> _Exercise prompt_:
Set down, exactly as written, every line from the top of the records below to the line containing "let length = info.duration.map(display_time).unwrap_or_else(||", both ends included, and no others.

> _Supplied data_:
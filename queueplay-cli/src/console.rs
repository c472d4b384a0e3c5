use std::sync::Mutex;

use queueplay_core::{
    metadata::display_time,
    nowplaying::{ NowPlayingInfo, RemoteCommands, TransportControl, TransportSurface },
};

/// Prints the now-playing line whenever it changes.
#[derive(Default)]
pub struct ConsoleTransport {
    last_line: Mutex<Option<String>>,
}

impl ConsoleTransport {
    pub fn new() -> Self {
        Self::default()
    }

    fn render(info: &NowPlayingInfo) -> String {
        let title = info.title.as_deref().unwrap_or("Unknown");
        let artist = info.artist.as_deref().unwrap_or("Unknown artist");
        let length = info.duration.map(display_time).unwrap_or_else(|| "--:--".to_string());
        let state = if info.rate > 0.0 { "▶" } else { "⏸" };
        format!(
            "{} [{}/{}] {} - {} ({})",
            state,
            info.queue_index + 1,
            info.queue_count,
            title,
            artist,
            length
        )
    }
}

impl TransportSurface for ConsoleTransport {
    fn register(&self, _remote: RemoteCommands) {
        log::debug!("Console transport registered");
    }

    fn set_enabled(&self, control: TransportControl, enabled: bool) {
        log::debug!("Transport control {} enabled: {}", control, enabled);
    }

    fn set_now_playing(&self, info: Option<&NowPlayingInfo>) {
        let line = info.map(Self::render);
        let mut last = self.last_line.lock().unwrap_or_else(|e| e.into_inner());
        if *last != line {
            if let Some(line) = &line {
                println!("{}", line);
            }
            *last = line;
        }
    }
}
#[tokio::test(start_paused = true)]
async fn unplugging_while_loading_does_not_stop_the_load() {
    let mut rig = rig_with(
        &["a"],
        resolver_for(&["a"], LONG).with_delay("a", Duration::from_secs(5)),
        SimulatedEngineFactory::new(TICK),
        PlayerConfig::default()
    );

    rig.send(Command::Play);
    rig.until_status(PlayerStatus::Loading).await;
    rig.session.emit(SessionEvent::RouteChanged(RouteChangeReason::OldDeviceUnavailable));

    assert_eq!(rig.until_status(PlayerStatus::Playing).await, vec![PlayerStatus::Playing]);
    assert!(rig.engines.latest().unwrap().is_playing());
}

#[tokio::test(start_paused = true)]
async fn unplugged_output_pauses() {
    let mut rig = rig(&["a"]);

    rig.send(Command::Play);
    rig.until_status(PlayerStatus::Playing).await;

    rig.session.emit(SessionEvent::RouteChanged(RouteChangeReason::NewDeviceAvailable));
    rig.session.emit(SessionEvent::RouteChanged(RouteChangeReason::OldDeviceUnavailable));
    assert_eq!(rig.until_status(PlayerStatus::Paused).await, vec![PlayerStatus::Paused]);
}

#[tokio::test(start_paused = true)]
async fn stalled_engine_keeps_playing() {
    let mut rig = rig(&["a"]);

    rig.send(Command::Play);
    rig.until_status(PlayerStatus::Playing).await;
    let engine = rig.engines.latest().unwrap();
    engine.inject(EngineEvent::Stalled);
    settle().await;

    assert!(engine.is_playing());
    assert_eq!(rig.handle.current_status(), PlayerStatus::Playing);
}

#[tokio::test(start_paused = true)]
async fn rate_is_pushed_only_while_playing() {
    let mut rig = rig(&["a"]);

    rig.send(Command::Play);
    rig.until_status(PlayerStatus::Playing).await;
    rig.handle.set_desired_rate(1.5).unwrap();
    rig.until_state(|state| state.desired_rate == 1.5).await;
    let engine = rig.engines.latest().unwrap();
    assert_eq!(engine.rate(), 1.5);

    rig.send(Command::Pause);
    rig.until_status(PlayerStatus::Paused).await;
    rig.handle.set_desired_rate(2.0).unwrap();
    rig.until_state(|state| state.desired_rate == 2.0).await;
    assert_eq!(engine.rate(), 1.5);

    rig.send(Command::Play);
    rig.until_status(PlayerStatus::Playing).await;
    assert_eq!(engine.rate(), 2.0);
}

#[tokio::test(start_paused = true)]
async fn previous_restarts_then_goes_back() {
    let mut rig = rig(&["a", "b", "c"]);

    rig.send(Command::PlayAt(1));
    rig.until_status(PlayerStatus::Playing).await;
    tokio::time::sleep(Duration::from_secs(5)).await;

    rig.send(Command::Previous);
    let state = rig.until_state(|state| state.refresh_epoch == 1).await;
    assert_eq!(state.play_index, 1);
    assert_eq!(state.status, PlayerStatus::Playing);
    assert!(rig.engines.latest().unwrap().position() < Duration::from_secs(1));

    rig.send(Command::Previous);
    assert_eq!(
        rig.until_status(PlayerStatus::Playing).await,
        vec![PlayerStatus::Loading, PlayerStatus::Playing]
    );
    assert_eq!(rig.handle.snapshot().play_index, 0);
    assert_eq!(rig.engines.created(), vec!["b".to_string(), "a".to_string()]);
}
use tokio::sync::broadcast;

use crate::error::PlayerResult;

/// Why the audio route changed.
#[derive(Debug, Clone, Copy, PartialEq, Eq, strum::Display)]
pub enum RouteChangeReason {
    NewDeviceAvailable,
    /// The device that was playing went away (e.g. headphones unplugged)
    OldDeviceUnavailable,
    CategoryChange,
    Other,
}

/// Notifications from the platform audio session.
#[derive(Debug, Clone, PartialEq)]
pub enum SessionEvent {
    InterruptionBegan,
    InterruptionEnded { should_resume: bool },
    RouteChanged(RouteChangeReason),
}

/// The platform audio session.
pub trait AudioSession: Send + Sync {
    /// Configure the session for playback. Called once at construction.
    fn activate_for_playback(&self) -> PlayerResult<()>;

    fn subscribe(&self) -> broadcast::Receiver<SessionEvent>;
}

> _Answer section_:
filename queueplay-cli/src/console.rs
repository c472d4b384a0e3c5
use std::sync::Mutex;

use queueplay_core::{
    metadata::display_time,
    nowplaying::{ NowPlayingInfo, RemoteCommands, TransportControl, TransportSurface },
};

/// Prints the now-playing line whenever it changes.
#[derive(Default)]
pub struct ConsoleTransport {
    last_line: Mutex<Option<String>>,
}

impl ConsoleTransport {
    pub fn new() -> Self {
        Self::default()
    }

    fn render(info: &NowPlayingInfo) -> String {
        let title = info.title.as_deref().unwrap_or("Unknown");
        let artist = info.artist.as_deref().unwrap_or("Unknown artist");
        let length = info.duration.map(display_time).unwrap_or_else(|| "--:--".to_string());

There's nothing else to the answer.